1. Lower corner of screen has the words "Etch-a-sketch" on it.
2. It's celebrity spokesman is that "Hey Vern!" guy.
3. In order to start it you need some jumper cables and a friend's car.
4. It's slogan is "Pentium: redefining mathematics".
5. The "quick reference" manual is 120 pages long.
6. Whenever you turn it on, all the dogs in your neighborhood start howling.
7. The screen often displays the message, "Ain't it break time yet?"
8. The manual contains only one sentence: "Good Luck!"
9. The only chip inside is a Dorito.
10. You've decided that your computer is an excellent addition to your fabulous paperweight collection.
 

Mike Tyson's Computer

Did you hear about the new Mike Tyson Computer?
It has two bytes and no memory.

 

Battle of the Engineers

Three engineers were in the bathroom standing at the urinals. The first engineer finished and walked over to the sink to wash his hands. He then proceeded to dry his hands very carefully. He used paper towel after paper towel and ensured that every single spot of water on his hands was dried. Turning to the other two engineers, he said, "At Hewlett Packard, we are trained to be extremely thorough."
The second engineer finished his task at the urinal and he proceeded to wash his hands. He used a single paper towel and made sure that he dried his hands using every available portion of the paper towel.
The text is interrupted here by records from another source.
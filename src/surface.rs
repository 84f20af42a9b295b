use parking_lot::Mutex;

/// A scrollable region whose offset the benchmark drives and samples.
///
/// Implementations bound to a UI thread must queue `scroll_to` onto that
/// thread rather than mutating from the caller's context. Reads are expected
/// to reflect the most recently applied offset.
pub trait ScrollSurface: Send + Sync {
    /// Current scroll offset in pixels.
    fn offset(&self) -> f64;

    /// Largest valid offset. Content that is still loading may grow this.
    fn max_extent(&self) -> f64;

    /// Request a new offset. Surfaces clamp into `[0, max_extent]` as well.
    fn scroll_to(&self, offset: f64);
}

/// Clamp a requested offset into the scrollable range.
pub fn clamp_offset(offset: f64, max_extent: f64) -> f64 {
    let upper = if max_extent.is_finite() {
        max_extent.max(0.0)
    } else {
        0.0
    };
    if offset.is_nan() {
        return 0.0;
    }
    offset.clamp(0.0, upper)
}

#[derive(Debug, Clone, Copy)]
struct SurfaceState {
    offset: f64,
    max_extent: f64,
    writes: u64,
}

/// In-memory surface used for headless benchmark runs.
#[derive(Debug)]
pub struct SimulatedSurface {
    state: Mutex<SurfaceState>,
}

impl SimulatedSurface {
    pub fn new(max_extent: f64) -> Self {
        Self {
            state: Mutex::new(SurfaceState {
                offset: 0.0,
                max_extent,
                writes: 0,
            }),
        }
    }

    /// Grow or shrink the content, re-clamping the current offset.
    pub fn set_max_extent(&self, max_extent: f64) {
        let mut state = self.state.lock();
        state.max_extent = max_extent;
        state.offset = clamp_offset(state.offset, max_extent);
    }

    /// Number of offset writes applied so far.
    pub fn write_count(&self) -> u64 {
        self.state.lock().writes
    }
}

impl ScrollSurface for SimulatedSurface {
    fn offset(&self) -> f64 {
        self.state.lock().offset
    }

    fn max_extent(&self) -> f64 {
        self.state.lock().max_extent
    }

    fn scroll_to(&self, offset: f64) {
        let mut state = self.state.lock();
        state.offset = clamp_offset(offset, state.max_extent);
        state.writes += 1;
    }
}

#[cfg(test)]
mod tests {
    use super::*;

    #[test]
    fn clamps_into_extent() {
        assert_eq!(clamp_offset(-5.0, 100.0), 0.0);
        assert_eq!(clamp_offset(150.0, 100.0), 100.0);
        assert_eq!(clamp_offset(42.0, 100.0), 42.0);
        assert_eq!(clamp_offset(f64::NAN, 100.0), 0.0);
        assert_eq!(clamp_offset(10.0, -1.0), 0.0);
    }

    #[test]
    fn simulated_surface_reclamps_when_content_shrinks() {
        let surface = SimulatedSurface::new(1000.0);
        surface.scroll_to(900.0);
        assert_eq!(surface.offset(), 900.0);
        surface.set_max_extent(500.0);
        assert_eq!(surface.offset(), 500.0);
        surface.scroll_to(2000.0);
        assert_eq!(surface.offset(), 500.0);
        assert_eq!(surface.write_count(), 2);
    }
}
He turned and said, "At Lockheed-Martin, not only are we trained to be extremely thorough, but we are also trained to be extremely efficient."
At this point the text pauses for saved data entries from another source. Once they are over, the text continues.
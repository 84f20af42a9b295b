use std::fmt;
use std::time::Duration;

use rand::rngs::StdRng;
use rand::{Rng, SeedableRng};
use serde::{Deserialize, Serialize};
use tokio::time::{Instant, sleep_until};
use tokio_util::sync::CancellationToken;
use tracing::debug;

use crate::surface::{ScrollSurface, clamp_offset};

/// Seed for [`JumpSequence`]; fixed so trajectories repeat across runs.
pub const JUMP_SEED: u64 = 42;

const WHEEL_MARGIN: f64 = 10.0;
const TOUCHSCREEN_MARGIN: f64 = 100.0;

const FAST_SCROLL_STEP: f64 = 300.0;
const FAST_SCROLL_PERIOD: Duration = Duration::from_millis(16);
const SLOW_SCROLL_STEP: f64 = 40.0;
const SLOW_SCROLL_PERIOD: Duration = Duration::from_millis(80);
const JUMP_PERIOD: Duration = Duration::from_millis(200);
const TOUCHPAD_PERIOD: Duration = Duration::from_millis(8);
const TOUCHPAD_PHASE_STEP: f64 = 0.05;

const FLICK_VELOCITY: f64 = 800.0;
const FLICK_FRAME: Duration = Duration::from_millis(16);
const FLICK_FRAME_SECS: f64 = 0.016;
const FLICK_DECAY: f64 = 0.95;
const FLICK_REST_VELOCITY: f64 = 2.0;
const FLICK_PAUSE: Duration = Duration::from_millis(300);

const EDGE_FLICK_STEPS: u32 = 30;
const EDGE_FLICK_PAUSE: Duration = Duration::from_millis(500);

/// Named scroll motion patterns.
///
/// Every scenario reads the surface afresh on each step, clamps its target
/// into range before writing, and checks cancellation before each write.
#[derive(Debug, Clone, Copy, PartialEq, Eq, Hash, Serialize, Deserialize)]
#[serde(rename_all = "kebab-case")]
pub enum ScrollScenario {
    FastScroll,
    SlowScroll,
    Jump,
    Touchpad,
    Touchscreen,
    Flick,
    Mixed,
}

/// Every scenario in report order; `mixed` last.
pub const ALL_SCENARIOS: &[ScrollScenario] = &[
    ScrollScenario::FastScroll,
    ScrollScenario::SlowScroll,
    ScrollScenario::Jump,
    ScrollScenario::Touchpad,
    ScrollScenario::Touchscreen,
    ScrollScenario::Flick,
    ScrollScenario::Mixed,
];

/// Segment order used by [`ScrollScenario::Mixed`].
pub const MIXED_SEQUENCE: &[ScrollScenario] = &[
    ScrollScenario::FastScroll,
    ScrollScenario::SlowScroll,
    ScrollScenario::Touchpad,
    ScrollScenario::Touchscreen,
    ScrollScenario::Jump,
    ScrollScenario::Flick,
];

/// How a scenario run ended.
#[derive(Debug, Clone, Copy, PartialEq, Eq)]
pub enum ScenarioOutcome {
    Completed,
    Cancelled,
}

#[derive(Debug, Clone, Copy)]
enum Motion {
    FastWheel,
    SlowWheel,
    Jump,
    Touchpad,
    Touchscreen,
    EdgeFlick,
}

impl ScrollScenario {
    pub fn name(&self) -> &'static str {
        match self {
            ScrollScenario::FastScroll => "fast-scroll",
            ScrollScenario::SlowScroll => "slow-scroll",
            ScrollScenario::Jump => "jump",
            ScrollScenario::Touchpad => "touchpad",
            ScrollScenario::Touchscreen => "touchscreen",
            ScrollScenario::Flick => "flick",
            ScrollScenario::Mixed => "mixed",
        }
    }

    pub fn description(&self) -> &'static str {
        match self {
            ScrollScenario::FastScroll => "Rapid mouse-wheel scrolling, 300px every 16ms.",
            ScrollScenario::SlowScroll => "Gentle mouse-wheel scrolling, 40px every 80ms.",
            ScrollScenario::Jump => "Scrollbar drags to seeded random offsets every 200ms.",
            ScrollScenario::Touchpad => "High-rate touchpad deltas with smooth acceleration.",
            ScrollScenario::Touchscreen => "Inertial touch flicks decaying to rest.",
            ScrollScenario::Flick => "Interpolated edge-to-edge flicks over 30 frames.",
            ScrollScenario::Mixed => "Every motion pattern in equal consecutive slices.",
        }
    }

    fn motion(self) -> Option<Motion> {
        match self {
            ScrollScenario::FastScroll => Some(Motion::FastWheel),
            ScrollScenario::SlowScroll => Some(Motion::SlowWheel),
            ScrollScenario::Jump => Some(Motion::Jump),
            ScrollScenario::Touchpad => Some(Motion::Touchpad),
            ScrollScenario::Touchscreen => Some(Motion::Touchscreen),
            ScrollScenario::Flick => Some(Motion::EdgeFlick),
            ScrollScenario::Mixed => None,
        }
    }

    /// Drive `surface` for `duration`, returning early on cancellation.
    pub async fn run(
        &self,
        surface: &dyn ScrollSurface,
        duration: Duration,
        cancel: &CancellationToken,
    ) -> ScenarioOutcome {
        debug!(scenario = self.name(), duration_ms = duration.as_millis() as u64, "scenario starting");
        let outcome = match self.motion() {
            Some(motion) => motion.run(surface, Instant::now() + duration, cancel).await,
            None => run_mixed(surface, duration, cancel).await,
        };
        debug!(scenario = self.name(), ?outcome, "scenario finished");
        outcome
    }
}

impl fmt::Display for ScrollScenario {
    fn fmt(&self, f: &mut fmt::Formatter<'_>) -> fmt::Result {
        f.write_str(self.name())
    }
}

/// Look up a single scenario by name, case-insensitively.
pub fn find_scenario(name: &str) -> Option<ScrollScenario> {
    let needle = name.trim();
    if needle.is_empty() {
        return None;
    }
    ALL_SCENARIOS
        .iter()
        .copied()
        .find(|scenario| scenario.name().eq_ignore_ascii_case(needle))
}

/// Resolve a selection string: `all`, a scenario name, or anything else,
/// which falls back to `mixed`.
pub fn select_scenarios(selection: &str) -> Vec<ScrollScenario> {
    if selection.trim().eq_ignore_ascii_case("all") {
        return ALL_SCENARIOS.to_vec();
    }
    vec![find_scenario(selection).unwrap_or(ScrollScenario::Mixed)]
}

/// Seeded source of jump targets.
#[derive(Debug, Clone)]
pub struct JumpSequence {
    rng: StdRng,
}

impl JumpSequence {
    pub fn new() -> Self {
        Self::with_seed(JUMP_SEED)
    }

    pub fn with_seed(seed: u64) -> Self {
        Self {
            rng: StdRng::seed_from_u64(seed),
        }
    }

    pub fn next_target(&mut self, max_extent: f64) -> f64 {
        clamp_offset(self.rng.random::<f64>() * max_extent, max_extent)
    }
}

impl Default for JumpSequence {
    fn default() -> Self {
        Self::new()
    }
}

/// Wait until `period` elapses (clipped to `deadline`). False if cancelled.
async fn pace(cancel: &CancellationToken, period: Duration, deadline: Instant) -> bool {
    let wake = (Instant::now() + period).min(deadline);
    tokio::select! {
        biased;
        _ = cancel.cancelled() => false,
        _ = sleep_until(wake) => true,
    }
}

fn keep_going(cancel: &CancellationToken, deadline: Instant) -> Option<ScenarioOutcome> {
    if cancel.is_cancelled() {
        Some(ScenarioOutcome::Cancelled)
    } else if Instant::now() >= deadline {
        Some(ScenarioOutcome::Completed)
    } else {
        None
    }
}

/// Flip `direction` when the offset is within `margin` of an extent.
fn bounce(direction: f64, offset: f64, max_extent: f64, margin: f64) -> f64 {
    if offset >= max_extent - margin {
        -1.0
    } else if offset <= margin {
        1.0
    } else {
        direction
    }
}

fn write(surface: &dyn ScrollSurface, target: f64) {
    surface.scroll_to(clamp_offset(target, surface.max_extent()));
}

impl Motion {
    async fn run(
        self,
        surface: &dyn ScrollSurface,
        deadline: Instant,
        cancel: &CancellationToken,
    ) -> ScenarioOutcome {
        match self {
            Motion::FastWheel => {
                wheel(surface, deadline, cancel, FAST_SCROLL_PERIOD, || FAST_SCROLL_STEP).await
            }
            Motion::SlowWheel => {
                wheel(surface, deadline, cancel, SLOW_SCROLL_PERIOD, || SLOW_SCROLL_STEP).await
            }
            Motion::Touchpad => {
                let mut phase = 0.0_f64;
                wheel(surface, deadline, cancel, TOUCHPAD_PERIOD, move || {
                    let step = 5.0 + 15.0 * phase.sin().abs();
                    phase += TOUCHPAD_PHASE_STEP;
                    step
                })
                .await
            }
            Motion::Jump => jump(surface, deadline, cancel).await,
            Motion::Touchscreen => touchscreen(surface, deadline, cancel).await,
            Motion::EdgeFlick => edge_flick(surface, deadline, cancel).await,
        }
    }
}

async fn wheel(
    surface: &dyn ScrollSurface,
    deadline: Instant,
    cancel: &CancellationToken,
    period: Duration,
    mut step: impl FnMut() -> f64,
) -> ScenarioOutcome {
    let mut direction = 1.0;
    loop {
        if let Some(outcome) = keep_going(cancel, deadline) {
            return outcome;
        }
        let offset = surface.offset();
        direction = bounce(direction, offset, surface.max_extent(), WHEEL_MARGIN);
        write(surface, offset + direction * step());
        if !pace(cancel, period, deadline).await {
            return ScenarioOutcome::Cancelled;
        }
    }
}

async fn jump(
    surface: &dyn ScrollSurface,
    deadline: Instant,
    cancel: &CancellationToken,
) -> ScenarioOutcome {
    let mut targets = JumpSequence::new();
    loop {
        if let Some(outcome) = keep_going(cancel, deadline) {
            return outcome;
        }
        write(surface, targets.next_target(surface.max_extent()));
        if !pace(cancel, JUMP_PERIOD, deadline).await {
            return ScenarioOutcome::Cancelled;
        }
    }
}

async fn touchscreen(
    surface: &dyn ScrollSurface,
    deadline: Instant,
    cancel: &CancellationToken,
) -> ScenarioOutcome {
    // Finger direction: swiping up (negative) moves content forward.
    let mut finger = -1.0;
    loop {
        if let Some(outcome) = keep_going(cancel, deadline) {
            return outcome;
        }
        let offset = surface.offset();
        let max_extent = surface.max_extent();
        if offset >= max_extent - TOUCHSCREEN_MARGIN {
            finger = 1.0;
        } else if offset <= TOUCHSCREEN_MARGIN {
            finger = -1.0;
        }

        let mut velocity = FLICK_VELOCITY * finger;
        while velocity.abs() >= FLICK_REST_VELOCITY {
            if let Some(outcome) = keep_going(cancel, deadline) {
                return outcome;
            }
            write(surface, surface.offset() - velocity * FLICK_FRAME_SECS);
            velocity *= FLICK_DECAY;
            if !pace(cancel, FLICK_FRAME, deadline).await {
                return ScenarioOutcome::Cancelled;
            }
        }

        if !pace(cancel, FLICK_PAUSE, deadline).await {
            return ScenarioOutcome::Cancelled;
        }
    }
}

async fn edge_flick(
    surface: &dyn ScrollSurface,
    deadline: Instant,
    cancel: &CancellationToken,
) -> ScenarioOutcome {
    let mut toward_end = surface.offset() < surface.max_extent() / 2.0;
    loop {
        if let Some(outcome) = keep_going(cancel, deadline) {
            return outcome;
        }
        let start = surface.offset();
        let target = if toward_end { surface.max_extent() } else { 0.0 };
        let steps = f64::from(EDGE_FLICK_STEPS);
        for step in 1..=EDGE_FLICK_STEPS {
            if let Some(outcome) = keep_going(cancel, deadline) {
                return outcome;
            }
            write(surface, start + (target - start) * f64::from(step) / steps);
            if !pace(cancel, FLICK_FRAME, deadline).await {
                return ScenarioOutcome::Cancelled;
            }
        }
        if !pace(cancel, EDGE_FLICK_PAUSE, deadline).await {
            return ScenarioOutcome::Cancelled;
        }
        toward_end = !toward_end;
    }
}

async fn run_mixed(
    surface: &dyn ScrollSurface,
    duration: Duration,
    cancel: &CancellationToken,
) -> ScenarioOutcome {
    let segment = Duration::from_nanos((duration.as_nanos() / MIXED_SEQUENCE.len() as u128) as u64);
    for scenario in MIXED_SEQUENCE {
        let Some(motion) = scenario.motion() else {
            continue;
        };
        if cancel.is_cancelled() {
            return ScenarioOutcome::Cancelled;
        }
        debug!(segment = scenario.name(), "mixed segment");
        if motion.run(surface, Instant::now() + segment, cancel).await == ScenarioOutcome::Cancelled {
            return ScenarioOutcome::Cancelled;
        }
    }
    ScenarioOutcome::Completed
}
The third engineer finished and walked straight for the door, shouting over his shoulder, "At Apple Computer, Inc. we don't pee on our hands."

 

Beer for Geeks

DOS Beer: Requires you to use your own can opener, and requires you to read the directions carefully before opening the can. Originally only came in an 8-oz can, but now comes in a 16-oz can. However, the can is divided into 8 compartments of 2-oz each, which have to be accessed separately. Soon to be discontinued, although a lot of people are going to keep drinking it after it's no longer available.
MAC Beer: At first, came only in a 16-oz can, but now comes in a 32-oz can. Considered by many to be a "light" beer. All the cans look identical. When you take one from the fridge, it opens itself. The ingredients list is not on the can. If you call to ask about the ingredients, you are told that "you don't need to know." A notice on the side reminds you to drag your empties to the wastebin.

Windows 95 Beer: The world's most popular beer. Comes in a 16-oz can that looks a lot like Mac Beer's. Requires that you already own a DOS Beer. Claims that it allows you to drink several DOS Beers simultaneously, but in reality you can only drink a few of them, very slowly, especially slowly if you are drinking the Windows Beer at the same time. Sometimes, for no apparent reason, a can of Windows Beer will explode when you open it.

Windows 98 Beer: See Windows 95 beer above. About the same but Windows 98 beer creates less gas and makes you crash less.

Windows 2000 Beer: A new beer on the market. A lot of people have taste tested it and claim it's wonderful. The can looks like Mac and OS/2 Beer's can, but tastes like Windows 95/98 Beer. It comes in 32-oz cans, but when you look inside, the cans only have 16-oz of beer in them. Most people will probably keep drinking Windows 95/98 Beer until their friends try Windows 2000 Beer and say they like it. The ingredients list, when you look at the small print, has some of the same ingredients that come in DOS and Mac Beer, even though the manufacturer claims that this is an entirely new brew.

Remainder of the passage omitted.